You have probably all heard the stories, from one side or another. Either you have heard that the Bush Administration has gone wild, thrown out the Constitution, and is now listening in on phone conversations of average Americans, or you have heard that because of a very slow, unruly legal process, the Bush Administration needed the ability to listen in on phone conversations between Americans and people outside of America who are likely terrorists, without a warrant. As always, the truth remains somewhat in the middle. Most evidence has shown that the Bush Administration uses this power sparingly, only with those Americans strongly suspected of terrorist ties, and only with phone calls in which at least one participant is outside of the United States. However, the Bush Administration's arguments against warrant requirements fall short, as the FISA Court established in 1978, is actually capable of moving quite rapidly, and has only ever denied one warrant application in its 30 year history.
In other words, the mass panic about the Bush Administration listening in on your phone calls with your mother is probably unfounded. The claim that the Bush Administration needs this power because getting a warrant is too difficult and slow is also likely unfounded. Those issues aside, however, what we are concerned about in this blog series is the constitutional question: Is the Bush Administration's Warrantless Wiretap program Constitutional?
Like always in this series, it depends. What makes this issue unusual, however, is that one of our four constitutional interpretations gives a fairly clear answer, and another strongly implicates one answer, meaning your constitutional interpretation should greatly affect how you view this issue. There are two questions at issue here. First, does the government have the power to tap your phone conversations without a warrant? Second, if not, does the government have the right to tap your phone conversations with someone outside of the United States?
Textualism
Like always, we will start our analysis with Textualism. This is the most simple analysis. The Fourth Amendment reads "The right of the people to be secure in their persons, houses, papers, and effects, against unreasonable searches and seizures, shall not be violated, and no Warrants shall issue, but upon probable cause, supported by Oath or affirmation, and particularly describing the place to be searched, and the persons or things to be seized."

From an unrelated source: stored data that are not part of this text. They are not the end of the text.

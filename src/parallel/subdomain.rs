use std::{
    collections::{HashMap, VecDeque},
    sync::mpsc,
};

use tracing::debug;

use super::{Exchange, MainMsg, NeighborLinks, Phase, Worker, WorkerMsg};
use crate::{
    atoms::Atoms,
    error::Error,
    potential::PairPotential,
    region::Rect,
    simbox::SimBox,
    utils::{indices, Axis, Direction},
};

/// The spatial region one worker owns, plus its exchange channels.
///
/// All inter-worker traffic runs through here in staged, phase-tagged
/// rounds: one axis at a time, send to both faces, then receive from both
/// faces. Blocking receives are the barriers; an atom is only dropped from
/// its old owner after its transfer has been packaged, so no worker ever
/// observes a partially migrated atom.
pub struct Subdomain {
    rect: Rect,
    index: usize,
    links: NeighborLinks,
    rx: Option<mpsc::Receiver<Exchange>>,
    pending: VecDeque<Exchange>,
    /// Local indices sent as halo through each face, fixed between rebuilds.
    send_lists: [Vec<usize>; 6],
    /// Per face, the local index backing each received halo entry. An atom
    /// can arrive through two faces of a two-wide grid; only its first
    /// (primary) entry owns a ghost copy, so its force is returned along
    /// exactly one route.
    ghost_maps: [Vec<(usize, bool)>; 6],
}
impl Subdomain {
    /// Single-worker layout: the subdomain is the whole box and every
    /// periodic interaction is handled by minimum-image distances.
    pub fn serial(simbox: &SimBox) -> Self {
        Self {
            rect: simbox.rect().clone(),
            index: 0,
            links: NeighborLinks::new(),
            rx: None,
            pending: VecDeque::new(),
            send_lists: Default::default(),
            ghost_maps: Default::default(),
        }
    }

    /// Claim this worker's region and wire up exchange channels with every
    /// adjacent worker, routed through the manager. Deterministic setup
    /// order on every worker keeps the routing race-free.
    pub fn connect<P: PairPotential>(
        simbox: &SimBox,
        index: usize,
        worker: &Worker<P>,
    ) -> Result<Self, Error> {
        let grid_idx = indices::multi_index(index, simbox.grid());
        let (tx, rx) = mpsc::channel();

        let mut expected = 0;
        for direction in Direction::ALL {
            match simbox.neighbor_of(grid_idx, direction) {
                // an axis spanned by a single subdomain wraps onto itself;
                // minimum-image distances cover it without a halo
                Some(neighbor) if neighbor != grid_idx => {
                    let to = indices::linear_index(neighbor, simbox.grid());
                    worker.send(WorkerMsg::Link {
                        to,
                        from: direction.opposite(),
                        sender: tx.clone(),
                    })?;
                    expected += 1;
                }
                _ => {}
            }
        }

        let mut links = NeighborLinks::new();
        for _ in 0..expected {
            match worker.recv()? {
                MainMsg::Link { from, sender } => links.set(from, sender),
                _ => return Err(Error::Disconnected),
            }
        }
        debug!(worker = index, links = links.count(), "connected subdomain");

        Ok(Self {
            rect: simbox.subdomain_rect(grid_idx),
            index,
            links,
            rx: Some(rx),
            pending: VecDeque::new(),
            send_lists: Default::default(),
            ghost_maps: Default::default(),
        })
    }

    pub fn rect(&self) -> &Rect {
        &self.rect
    }
    pub fn index(&self) -> usize {
        self.index
    }

    fn send(&self, direction: Direction, message: Exchange) -> Result<(), Error> {
        match self.links.get(direction) {
            Some(sender) => sender.send(message).map_err(|_| Error::Disconnected),
            None => Ok(()),
        }
    }

    /// Receive the next message of the wanted phase, stashing any message
    /// from a neighbor that is already a round ahead.
    fn recv_phase(&mut self, phase: Phase) -> Result<Exchange, Error> {
        if let Some(at) = self.pending.iter().position(|m| m.phase == phase) {
            return Ok(self.pending.remove(at).expect("position is in range"));
        }
        let rx = self.rx.as_ref().ok_or(Error::Disconnected)?;
        loop {
            let message = rx.recv().map_err(|_| Error::Disconnected)?;
            if message.phase == phase {
                return Ok(message);
            }
            self.pending.push_back(message);
        }
    }

    /// Hand every owned atom that left this region to its new owner,
    /// staged axis by axis so diagonal moves arrive through two hops.
    /// Ghost copies must already have been dropped.
    pub fn migrate(&mut self, atoms: &mut Atoms, simbox: &SimBox) -> Result<(), Error> {
        debug_assert_eq!(atoms.num_ghosts(), 0, "ghosts present during migration");
        for axis in Axis::ALL {
            let i = axis.index();
            let lo = self.rect.lo()[i];
            let hi = self.rect.hi()[i];
            let [lo_dir, hi_dir] = axis.directions();
            let edge = simbox.edge(axis);
            let center = 0.5 * (lo + hi);
            let half = 0.5 * (hi - lo);

            let mut outgoing: [Vec<usize>; 2] = [Vec::new(), Vec::new()];
            for n in 0..atoms.nlocal() {
                // offset from the slab center, minimum-imaged so an atom
                // that wrapped across the box routes the short way round
                let mut dx = atoms.positions[n][i] - center;
                if simbox.is_periodic(axis) {
                    dx -= edge * (dx / edge).round();
                }
                // a coordinate on a closed box wall stays owned; wrapping
                // already rejected anything truly outside
                if dx < -half && self.links.get(lo_dir).is_some() {
                    outgoing[0].push(n);
                } else if dx >= half && self.links.get(hi_dir).is_some() {
                    outgoing[1].push(n);
                }
            }

            for (k, direction) in [lo_dir, hi_dir].into_iter().enumerate() {
                if self.links.get(direction).is_none() {
                    debug_assert!(outgoing[k].is_empty());
                    continue;
                }
                let mut message = Exchange::new(Phase::Migrate(axis), direction.opposite());
                for &n in &outgoing[k] {
                    message.ids.push(atoms.ids[n]);
                    message.species.push(atoms.species[n]);
                    message.positions.push(atoms.positions[n]);
                    message.velocities.push(atoms.velocities[n]);
                }
                self.send(direction, message)?;
            }

            // commit: emigrants are packaged, drop them from the owned set
            let mut emigrants: Vec<usize> = outgoing[0]
                .iter()
                .chain(outgoing[1].iter())
                .copied()
                .collect();
            emigrants.sort_unstable();
            atoms.remove_owned(&emigrants);

            for direction in [lo_dir, hi_dir] {
                if self.links.get(direction).is_none() {
                    continue;
                }
                let message = self.recv_phase(Phase::Migrate(axis))?;
                for n in 0..message.ids.len() {
                    atoms.add_owned(
                        message.ids[n],
                        message.species[n],
                        message.positions[n],
                        message.velocities[n],
                    )?;
                }
            }
        }
        debug_assert!(
            (0..atoms.nlocal()).all(|n| self.owns_with_walls(&atoms.positions[n])),
            "an atom survived migration outside its subdomain"
        );
        Ok(())
    }

    // half-open ownership, except closed against non-periodic walls where
    // the box edge itself is a legal coordinate
    fn owns_with_walls(&self, pos: &[f64; 3]) -> bool {
        if self.rect.owns(pos) {
            return true;
        }
        Axis::ALL.iter().all(|axis| {
            let i = axis.index();
            let hi_open = self.links.get(axis.direction(false)).is_some();
            pos[i] >= self.rect.lo()[i]
                && (pos[i] < self.rect.hi()[i] || (!hi_open && pos[i] == self.rect.hi()[i]))
        })
    }

    /// Rebuild the halo: gather fresh ghost copies of every neighbor atom
    /// within `reach` of this region's faces. Later axes forward ghosts
    /// received on earlier axes, which populates the edge and corner halo.
    pub fn refresh_halo_full(&mut self, atoms: &mut Atoms, reach: f64) -> Result<(), Error> {
        debug_assert_eq!(atoms.num_ghosts(), 0, "halo rebuilt twice");
        self.send_lists = Default::default();
        self.ghost_maps = Default::default();

        // a two-wide grid delivers the same atom through both faces; track
        // ids so the second arrival aliases the first copy instead of
        // duplicating the pair under the minimum-image convention
        let mut index_of: HashMap<usize, usize> = atoms
            .ids
            .iter()
            .enumerate()
            .map(|(n, &id)| (id, n))
            .collect();

        for axis in Axis::ALL {
            let i = axis.index();
            let lo = self.rect.lo()[i];
            let hi = self.rect.hi()[i];

            for direction in axis.directions() {
                if self.links.get(direction).is_none() {
                    continue;
                }
                let list: Vec<usize> = (0..atoms.num_atoms())
                    .filter(|&n| {
                        let x = atoms.positions[n][i];
                        if direction.is_lo() {
                            x < lo + reach
                        } else {
                            x >= hi - reach
                        }
                    })
                    .collect();
                let mut message = Exchange::new(Phase::Halo(axis), direction.opposite());
                for &n in &list {
                    message.ids.push(atoms.ids[n]);
                    message.species.push(atoms.species[n]);
                    message.positions.push(atoms.positions[n]);
                }
                self.send_lists[direction.index()] = list;
                self.send(direction, message)?;
            }

            for direction in axis.directions() {
                if self.links.get(direction).is_none() {
                    continue;
                }
                let message = self.recv_phase(Phase::Halo(axis))?;
                let mut map = Vec::with_capacity(message.ids.len());
                for n in 0..message.ids.len() {
                    match index_of.get(&message.ids[n]) {
                        Some(&existing) => map.push((existing, false)),
                        None => {
                            let idx = atoms.num_atoms();
                            atoms.add_ghost(
                                message.ids[n],
                                message.species[n],
                                message.positions[n],
                            );
                            index_of.insert(message.ids[n], idx);
                            map.push((idx, true));
                        }
                    }
                }
                self.ghost_maps[message.from.index()] = map;
            }
        }
        Ok(())
    }

    /// Update ghost positions in place between rebuilds. Send lists and
    /// ghost blocks are aligned positionally, so no id lookups are needed.
    pub fn refresh_halo_positions(&mut self, atoms: &mut Atoms) -> Result<(), Error> {
        for axis in Axis::ALL {
            for direction in axis.directions() {
                if self.links.get(direction).is_none() {
                    continue;
                }
                let mut message = Exchange::new(Phase::HaloPositions(axis), direction.opposite());
                for &n in &self.send_lists[direction.index()] {
                    message.positions.push(atoms.positions[n]);
                }
                self.send(direction, message)?;
            }
            for direction in axis.directions() {
                if self.links.get(direction).is_none() {
                    continue;
                }
                let message = self.recv_phase(Phase::HaloPositions(axis))?;
                let map = &self.ghost_maps[message.from.index()];
                debug_assert_eq!(map.len(), message.positions.len());
                for (k, pos) in message.positions.iter().enumerate() {
                    atoms.positions[map[k].0] = *pos;
                }
            }
        }
        Ok(())
    }

    /// Return the forces accumulated on ghost copies to their owners,
    /// in reverse axis order so relayed contributions unwind through the
    /// same hops that built the halo.
    pub fn return_forces(&mut self, atoms: &mut Atoms) -> Result<(), Error> {
        for axis in [Axis::Z, Axis::Y, Axis::X] {
            for direction in axis.directions() {
                if self.links.get(direction).is_none() {
                    continue;
                }
                let mut message = Exchange::new(Phase::Forces(axis), direction.opposite());
                // an aliased entry shares its copy with another face, which
                // returns the accumulated force; send zeros here
                for &(idx, primary) in &self.ghost_maps[direction.index()] {
                    message
                        .forces
                        .push(if primary { atoms.forces[idx] } else { [0.0; 3] });
                }
                self.send(direction, message)?;
            }
            for direction in axis.directions() {
                if self.links.get(direction).is_none() {
                    continue;
                }
                let message = self.recv_phase(Phase::Forces(axis))?;
                let list = &self.send_lists[message.from.index()];
                debug_assert_eq!(list.len(), message.forces.len());
                for (k, f) in message.forces.iter().enumerate() {
                    atoms.add_force(list[k], *f);
                }
            }
        }
        Ok(())
    }
}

The first thing you should notice is that the Fourth Amendment says nothing about telephone or wire conversations. You might think that natural, since telephones did not exist when the Fourth Amendment was written, but that is not sufficient to a Textualist. Remember, the Textualist perspective is that what is written in the Constitution is all there is to the Constitution. As a result, if telephones are to be protected by the Fourth Amendment, Textualists would argue an Amendment is necessary to do so.
You might argue that wiretaps violate one's person and one's effects, but this is not true either. Phone conversations are transmitted across public wires. As a result, while the phone itself may be an effect, and the person's voice may be one's person, the actual transmission, which leaves both the person and the phone and travels across wires, is neither part of one's persons or effects. As a result, under Textualist analysis, the government has the right to tap into any phone conversation it chooses without a warrant, and the second question is therefore mute. As a result, to a strict Textualist, the Bush Administration's program is clearly constitutional.
Original Intent
Original Intent is a little trickier here. After all, we have the Textualist point, but it is undeniable that the Founders were wary of an intrusive government. There are, however, a few things that make Original Intentionalists also think that the answer to question one is yes, and rendering question two moot. First is how the Fourth Amendment treats the closest equivalent of the time to telephone: mail. Nothing in the Fourth Amendment restricts the opening of mail by the government without a warrant. In the writing style of the time, one's "effects" and "papers" were those found in that individual's home. As a result, when these were sent out as mail, they were no longer under the Fourth Amendment's protection. This exclusion implies strongly that the Founders were ok with the government listening in on communications without a warrant. Additionally, who was the first President to use executive power to investigate private communications? George Washington, the very first President, and the President of the Constitutional Convention.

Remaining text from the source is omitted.